Under the hood these helpers call the lower-level createCssTransformPreset, createIosSwiftUiTransformPreset, createAndroidMaterialTransformPreset, and their formatter counterparts (including the standalone Sass and Less formatter presets). Pass false for the transforms or formatters options when you want to disable part of a preset, or supply override objects to customise formatter identifiers, output directories, and transform groups. All preset implementations rely on @lapidist/dtif-parser for pointer decoding, so customisation never requires reimplementing JSON pointer logic.

When you need to assemble a bespoke registry, see Direct transform factory helpers for the raw transform factory exports that power each preset. They let you mix individual colour, dimension, gradient, shadow, and typography transforms without inheriting formatter defaults.

Audit block

Build configurations may embed audit policies. The schema mirrors the standalone audit configuration and is documented in Audit configuration. Policies execute via dtifx audit run using the same configuration; the build commands do not evaluate them automatically.

Validation rules

The loader enforces several invariants:

  • layers and sources must be non-empty arrays.
  • transforms.entries, transforms.plugins, formatters.entries, formatters.plugins, dependencies.plugins, and audit.policies / audit.plugins must be arrays when provided; otherwise a TypeError is thrown.
  • Plugin entries must be non-empty strings or objects with a non-empty module string.
  • Unknown policy names or formatter names raise errors during runtime planning (after configuration is loaded). Policy registration occurs when dtifx audit run executes or when the audit runtime is embedded programmatically.

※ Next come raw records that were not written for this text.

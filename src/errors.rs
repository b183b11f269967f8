use thiserror::Error;
use uuid::Uuid;

use crate::booking::BookingStatus;
use crate::catalog::CatalogRef;
use crate::policy::Action;

/// Enumerates high-level errors returned by this library.
#[derive(Debug, Error)]
pub enum BookingError {
    /// A phone number with no digits in it.
    #[error("phone number `{0}` contains no digits")]
    InvalidPhone(String),

    /// A required field was absent or blank.
    #[error("missing required field `{0}`")]
    MissingField(&'static str),

    /// A booking referenced both a course and an activity.
    #[error("a booking must reference either a course or an activity, not both")]
    AmbiguousCatalogReference,

    /// A status string outside the closed set.
    #[error("invalid status `{0}`")]
    InvalidStatus(String),

    /// An initial status other than `PENDING`, `CONFIRMED` or `CANCELLED`.
    #[error("`{0}` is not a valid initial status")]
    InvalidInitialStatus(BookingStatus),

    /// Participants below one when the rules say to reject rather than clamp.
    #[error("participants must be at least 1 (got {0})")]
    TooFewParticipants(i32),

    /// Participants above the catalog item's capacity when capacity is enforced.
    #[error("{requested} participants exceed the capacity of {capacity}")]
    CapacityExceeded { requested: i32, capacity: i32 },

    /// The catalog item exists but is not offered any more.
    #[error("{0} is not active")]
    InactiveCatalogItem(CatalogRef),

    /// An amount that cannot be represented as euro cents.
    #[error("invalid amount: {0}")]
    InvalidAmount(String),

    /// A malformed booking ID.
    #[error("invalid booking ID `{0}`")]
    InvalidId(String),

    /// A request body that could not be parsed.
    #[error("malformed request: {0}")]
    MalformedRequest(String),

    /// The referenced course or activity does not exist.
    #[error("{0} not found")]
    CatalogItemNotFound(CatalogRef),

    /// The referenced booking does not exist.
    #[error("booking {0} not found")]
    BookingNotFound(Uuid),

    /// The requested status change is absent from the transition table.
    #[error("cannot change status from {from} to {to}")]
    InvalidTransition {
        from: BookingStatus,
        to: BookingStatus,
    },

    /// Another request changed the status between reading and writing it.
    #[error("status of booking {id} changed concurrently (now {current})")]
    StatusChanged { id: Uuid, current: BookingStatus },

    /// The synthesized guest email belongs to an unrelated account.
    #[error("email {0} already belongs to another customer")]
    EmailTaken(String),


    /// The caller did not identify as anybody allowed to do this.
    #[error("authorization required to {0}")]
    Unauthorized(Action),

    /// The caller is known but lacks the administrator role.
    #[error("administrator role required to {0}")]
    Forbidden(Action),

    /// Represents an SQL error.
    #[error("SQLx error")]
    Sqlx {
        #[from]
        source: sqlx::Error,
    },
}

/// The caller-facing classification of a [`BookingError`].
#[derive(Clone, Copy, Debug, Eq, PartialEq)]
pub enum ErrorKind {
    Validation,
    NotFound,
    InvalidTransition,
    Conflict,
    Unauthorized,
    Forbidden,
    Persistence,
}

impl ErrorKind {
    pub fn as_str(self) -> &'static str {
        match self {
            ErrorKind::Validation => "validation",
            ErrorKind::NotFound => "not_found",
            ErrorKind::InvalidTransition => "invalid_transition",
            ErrorKind::Conflict => "conflict",
            ErrorKind::Unauthorized => "unauthorized",
            ErrorKind::Forbidden => "forbidden",
            ErrorKind::Persistence => "persistence",
        }
    }
}

impl BookingError {
    pub fn kind(&self) -> ErrorKind {
        use BookingError::*;

        match self {
            MissingField(_)
            | InvalidPhone(_)
            | AmbiguousCatalogReference
            | InvalidStatus(_)
            | InvalidInitialStatus(_)
            | TooFewParticipants(_)
            | CapacityExceeded { .. }
            | InactiveCatalogItem(_)
            | InvalidAmount(_)
            | InvalidId(_)
            | MalformedRequest(_) => ErrorKind::Validation,
            CatalogItemNotFound(_) | BookingNotFound(_) => ErrorKind::NotFound,
            InvalidTransition { .. } => ErrorKind::InvalidTransition,
            StatusChanged { .. } | EmailTaken(_) => ErrorKind::Conflict,
            Unauthorized(_) => ErrorKind::Unauthorized,
            Forbidden(_) => ErrorKind::Forbidden,
            Sqlx { .. } => ErrorKind::Persistence,
        }
    }

    /// The message to show callers. Storage internals never leave the
    /// process.
    pub fn public_message(&self) -> String {
        match self.kind() {
            ErrorKind::Persistence => "temporary failure, please try again".to_owned(),
            _ => self.to_string(),
        }
    }
}
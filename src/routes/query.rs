use serde::Deserialize;
use time::Date;
use uuid::Uuid;

use crate::booking::{date_format, BookingFilter, BookingStatus, PageRequest};
use crate::catalog::CatalogKind;
use crate::errors::BookingError;

/// The query string of a booking listing. Everything is optional and
/// parsed by hand so bad values get a proper error body.
#[derive(Debug, Default, Deserialize)]
pub struct ListQuery {
    pub status: Option<String>,
    pub from: Option<String>,
    pub to: Option<String>,
    pub customer_id: Option<String>,
    pub kind: Option<String>,
    pub page: Option<String>,
    pub limit: Option<String>,
}

impl ListQuery {
    pub fn parse(self) -> Result<(BookingFilter, PageRequest), BookingError> {
        let status = match non_blank(self.status) {
            Some(s) if s.eq_ignore_ascii_case("all") => None,
            Some(s) => Some(s.parse::<BookingStatus>()?),
            None => None,
        };

        let kind = match non_blank(self.kind).as_deref() {
            None => None,
            Some("course") => Some(CatalogKind::Course),
            Some("activity") => Some(CatalogKind::Activity),
            Some(other) => {
                return Err(BookingError::MalformedRequest(format!(
                    "unknown kind `{}`",
                    other
                )))
            }
        };

        let customer_id = non_blank(self.customer_id)
            .map(|id| Uuid::parse_str(&id).map_err(|_| BookingError::InvalidId(id.clone())))
            .transpose()?;

        let filter = BookingFilter {
            status,
            from: parse_date("from", self.from)?,
            to: parse_date("to", self.to)?,
            customer_id,
            kind,
        };

        let page = PageRequest::new(
            parse_number("page", self.page)?,
            parse_number("limit", self.limit)?,
        );

        Ok((filter, page))
    }
}

fn non_blank(value: Option<String>) -> Option<String> {
    value.filter(|v| !v.trim().is_empty())
}

fn parse_date(name: &str, value: Option<String>) -> Result<Option<Date>, BookingError> {
    non_blank(value)
        .map(|v| {
            date_format::parse(&v)
                .map_err(|e| BookingError::MalformedRequest(format!("{} `{}`: {}", name, v, e)))
        })
        .transpose()
}

fn parse_number(name: &str, value: Option<String>) -> Result<Option<i64>, BookingError> {
    non_blank(value)
        .map(|v| {
            v.trim()
                .parse()
                .map_err(|_| BookingError::MalformedRequest(format!("{} `{}` is not a number", name, v)))
        })
        .transpose()
}
use std::error::Error;

use dotenv::dotenv;
use log::{debug, info, initialize_logger};
use structopt::StructOpt;

use bookings::config::get_variable;
use bookings::db::{AdminTokens, PgDb};

#[derive(Debug, StructOpt)]
#[structopt(
    name = "generate-admin-tokens",
    about = "Generate and print administrator tokens"
)]
struct Opt {
    /// How many tokens to generate
    #[structopt(short, long, default_value = "1")]
    count: u8,

    /// A note on who the tokens are for
    #[structopt(short, long)]
    label: Option<String>,
}

#[tokio::main]
async fn main() -> Result<(), Box<dyn Error>> {
    dotenv().ok();

    let opt = Opt::from_args();

    let logger = initialize_logger();

    let connection_string = get_variable("BOOKINGS_DB_CONNECTION_STRING");
    let pool = sqlx::Pool::connect(&connection_string).await?;
    let db = PgDb::new(pool);

    info!(logger, "Generating {} admin tokens...", opt.count; "label" => ?opt.label);

    let mut tokens = vec![];

    for number in 1..=opt.count {
        let token = db.create_admin_token(opt.label.clone()).await?;
        debug!(logger, "Generated token #{}: {}", number, token);
        tokens.push(token);
    }

    println!(
        "{}",
        tokens
            .into_iter()
            .map(|t| format!("{}", t))
            .collect::<Vec<_>>()
            .join("\n")
    );

    Ok(())
}
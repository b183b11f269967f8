use std::sync::Mutex;

use slog::Fuse;
use slog_async::Async;
use slog_json::Json;

pub use slog::{
    debug, error, info, o, trace, warn, Discard, Drain, Logger, Never, OwnedKVList, Record,
};

/// Builds the root logger: JSON lines on stderr, written asynchronously.
/// With the `env_logging` feature, records are filtered by `RUST_LOG`.
pub fn initialize_logger() -> Logger {
    let drain = Mutex::new(Json::default(std::io::stderr())).map(Fuse);

    #[cfg(feature = "env_logging")]
    let drain = slog_envlogger::new(drain).ignore_res();

    let drain = Async::new(drain).build().fuse();

    Logger::root(
        drain,
        o!("version" => info::VERSION, "revision" => info::REVISION, "build_timestamp" => info::BUILD_TIMESTAMP),
    )
}

/// A logger that drops every record, for tests and tools that don't log.
pub fn discard_logger() -> Logger {
    Logger::root(Discard, o!())
}
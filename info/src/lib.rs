pub const VERSION: &str = env!("CARGO_PKG_VERSION");

pub const REVISION: Option<&str> = option_env!("BOOKINGS_REVISION");

pub const BUILD_TIMESTAMP: Option<&str> = option_env!("BUILD_TIMESTAMP");
//! A helper program to initialize the database, optionally with a sample
//! catalog for local testing.

use std::env;

use movine::Movine;
use postgres::{Client, NoTls};

use log::{debug, info, initialize_logger};

const SEED_VARIABLE: &str = "BOOKINGS_SEED_CATALOG";

fn main() {
    dotenv::dotenv().ok();

    let logger = initialize_logger();
    let connection_string = env::var("BOOKINGS_DB_CONNECTION_STRING")
        .expect("could not read BOOKINGS_DB_CONNECTION_STRING");

    debug!(logger, "Connecting to database...");

    let client = Client::connect(&connection_string, NoTls).expect("could not connect to database");

    let mut movine = Movine::new(client);
    movine.set_migration_dir("./migrations");

    if movine.status().is_err() {
        debug!(logger, "Initializing movine...");
        movine.initialize().expect("failed to initialize movine")
    }

    debug!(logger, "Running migrations...");
    movine.up().expect("failed to run migrations");

    if should_seed() {
        info!(logger, "Seeding catalog...");

        let mut client =
            Client::connect(&connection_string, NoTls).expect("could not connect to database");
        client
            .batch_execute(include_str!("../seed.sql"))
            .expect("failed to seed catalog");
    }

    debug!(logger, "Completed initialization.");
}

fn should_seed() -> bool {
    matches!(
        env::var(SEED_VARIABLE).as_deref().map(str::trim),
        Ok("1") | Ok("true")
    )
}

Catch validation errors early by running dtifx build validate in CI.

Example module

ts
import { placeholder, pointerTemplate, type BuildConfig } from '@dtifx/build';

export const config: BuildConfig = {
  layers: [{ name: 'base' }, { name: 'brand', context: { brand: 'north' } }],
  sources: [
    {
      kind: 'file',
      id: 'design-tokens',
      layer: 'base',
      pointerTemplate: pointerTemplate('tokens'),
      patterns: ['tokens/**/*.json'],
      ignore: ['**/__snapshots__/**'],
    },
    {
      kind: 'virtual',
      id: 'brand-overrides',
      layer: 'brand',
      pointerTemplate: pointerTemplate('tokens', placeholder('stem')),
      document: () => ({
        tokens: {
          button: {
            color: {
              $type: 'color',
              $value: { colorSpace: 'srgb', components: [0, 0, 1], hex: '#0000ff' },
            },
          },
        },
      }),
    },
  ],
  transforms: {
    entries: [{ name: 'color.toCss' }],
    plugins: ['@company/dtifx-transforms'],
  },
  formatters: {
    entries: [
      {
        name: 'json.snapshot',
        output: { directory: 'dist/snapshots' },
      },
    ],
    plugins: ['@company/dtifx-formatters'],
  },
  audit: {
    policies: [{ name: 'governance.requireOwner' }],
  },
};

Adapt this skeleton to register additional transforms, formatters, dependency strategies, and policies as your automation matures.